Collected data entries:

++++++++++++++++++++

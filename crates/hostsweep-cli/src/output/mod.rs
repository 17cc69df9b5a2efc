//! Output formatting for different formats.

use clap::ValueEnum;
use colored::{ColoredString, Colorize};
use hostsweep::{Finding, ScanStatus, Severity};
use serde::{Deserialize, Serialize};
use std::io::Write;
use std::str::FromStr;

/// Available output formats.
#[derive(Debug, Clone, Copy, Default, ValueEnum, Serialize, Deserialize, PartialEq, Eq)]
#[serde(rename_all = "lowercase")]
pub enum OutputFormat {
    /// Pretty-printed tables with colors
    #[default]
    Pretty,
    /// JSON output
    Json,
    /// CSV output
    Csv,
    /// YAML output
    Yaml,
}

impl FromStr for OutputFormat {
    type Err = anyhow::Error;

    fn from_str(s: &str) -> Result<Self, Self::Err> {
        match s.to_lowercase().as_str() {
            "pretty" | "table" => Ok(Self::Pretty),
            "json" => Ok(Self::Json),
            "csv" => Ok(Self::Csv),
            "yaml" | "yml" => Ok(Self::Yaml),
            _ => anyhow::bail!(
                "Unknown output format: {}\n\
                 Valid formats: pretty, json, csv, yaml",
                s
            ),
        }
    }
}

impl std::fmt::Display for OutputFormat {
    fn fmt(&self, f: &mut std::fmt::Formatter<'_>) -> std::fmt::Result {
        match self {
            Self::Pretty => write!(f, "pretty"),
            Self::Json => write!(f, "json"),
            Self::Csv => write!(f, "csv"),
            Self::Yaml => write!(f, "yaml"),
        }
    }
}

/// Print `value` as JSON or YAML. Returns `false` for the other formats so
/// the caller can render them itself.
pub fn print_structured<T: Serialize>(format: OutputFormat, value: &T) -> anyhow::Result<bool> {
    match format {
        OutputFormat::Json => println!("{}", serde_json::to_string_pretty(value)?),
        OutputFormat::Yaml => print!("{}", serde_yaml::to_string(value)?),
        OutputFormat::Pretty | OutputFormat::Csv => return Ok(false),
    }
    Ok(true)
}

/// Write `rows` as CSV with a header line
pub fn write_csv<T: Serialize>(out: impl Write, rows: &[T]) -> anyhow::Result<()> {
    let mut writer = csv::Writer::from_writer(out);
    for row in rows {
        writer.serialize(row)?;
    }
    writer.flush()?;
    Ok(())
}

/// Flat finding record for CSV output
#[derive(Debug, Serialize)]
pub struct FindingRow<'a> {
    pub severity: Severity,
    pub tool: &'a str,
    pub category: &'a str,
    pub title: &'a str,
    pub target: &'a str,
    pub mitre_attack: &'a str,
    pub timestamp: String,
}

impl<'a> From<&'a Finding> for FindingRow<'a> {
    fn from(f: &'a Finding) -> Self {
        Self {
            severity: f.severity,
            tool: &f.tool_name,
            category: &f.category,
            title: &f.title,
            target: &f.target,
            mitre_attack: f.mitre_attack.as_deref().unwrap_or(""),
            timestamp: f.timestamp.to_rfc3339(),
        }
    }
}

pub fn severity_label(severity: Severity) -> ColoredString {
    let label = severity.as_str().to_uppercase();
    match severity {
        Severity::Critical => label.red().bold(),
        Severity::High => label.red(),
        Severity::Medium => label.yellow(),
        Severity::Low => label.cyan(),
        Severity::Info => label.dimmed(),
    }
}

pub fn status_label(status: ScanStatus) -> ColoredString {
    let label = status.to_string();
    match status {
        ScanStatus::Completed => label.green(),
        ScanStatus::Failed | ScanStatus::TimedOut => label.red().bold(),
        ScanStatus::Skipped => label.yellow(),
        ScanStatus::Pending | ScanStatus::Running => label.normal(),
    }
}

/// Shorten `s` to at most `max` characters
pub fn truncate(s: &str, max: usize) -> String {
    if s.chars().count() <= max {
        return s.to_string();
    }
    let mut out: String = s.chars().take(max.saturating_sub(3)).collect();
    out.push_str("...");
    out
}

++++++++++++++++++++

## EXERCISE DIRECTIONS
Take the records above and return, word for word, only the lines that fall from the line with "fn fmt(&self, f: &mut" to the line with "pub tool: &'a", both of them included.

## SOLUTION FOR THIS PROBLEM
    fn fmt(&self, f: &mut std::fmt::Formatter<'_>) -> std::fmt::Result {
        match self {
            Self::Pretty => write!(f, "pretty"),
            Self::Json => write!(f, "json"),
            Self::Csv => write!(f, "csv"),
            Self::Yaml => write!(f, "yaml"),
        }
    }
}

/// Print `value` as JSON or YAML. Returns `false` for the other formats so
/// the caller can render them itself.
pub fn print_structured<T: Serialize>(format: OutputFormat, value: &T) -> anyhow::Result<bool> {
    match format {
        OutputFormat::Json => println!("{}", serde_json::to_string_pretty(value)?),
        OutputFormat::Yaml => print!("{}", serde_yaml::to_string(value)?),
        OutputFormat::Pretty | OutputFormat::Csv => return Ok(false),
    }
    Ok(true)
}

/// Write `rows` as CSV with a header line
pub fn write_csv<T: Serialize>(out: impl Write, rows: &[T]) -> anyhow::Result<()> {
    let mut writer = csv::Writer::from_writer(out);
    for row in rows {
        writer.serialize(row)?;
    }
    writer.flush()?;
    Ok(())
}

/// Flat finding record for CSV output
#[derive(Debug, Serialize)]
pub struct FindingRow<'a> {
    pub severity: Severity,
    pub tool: &'a str,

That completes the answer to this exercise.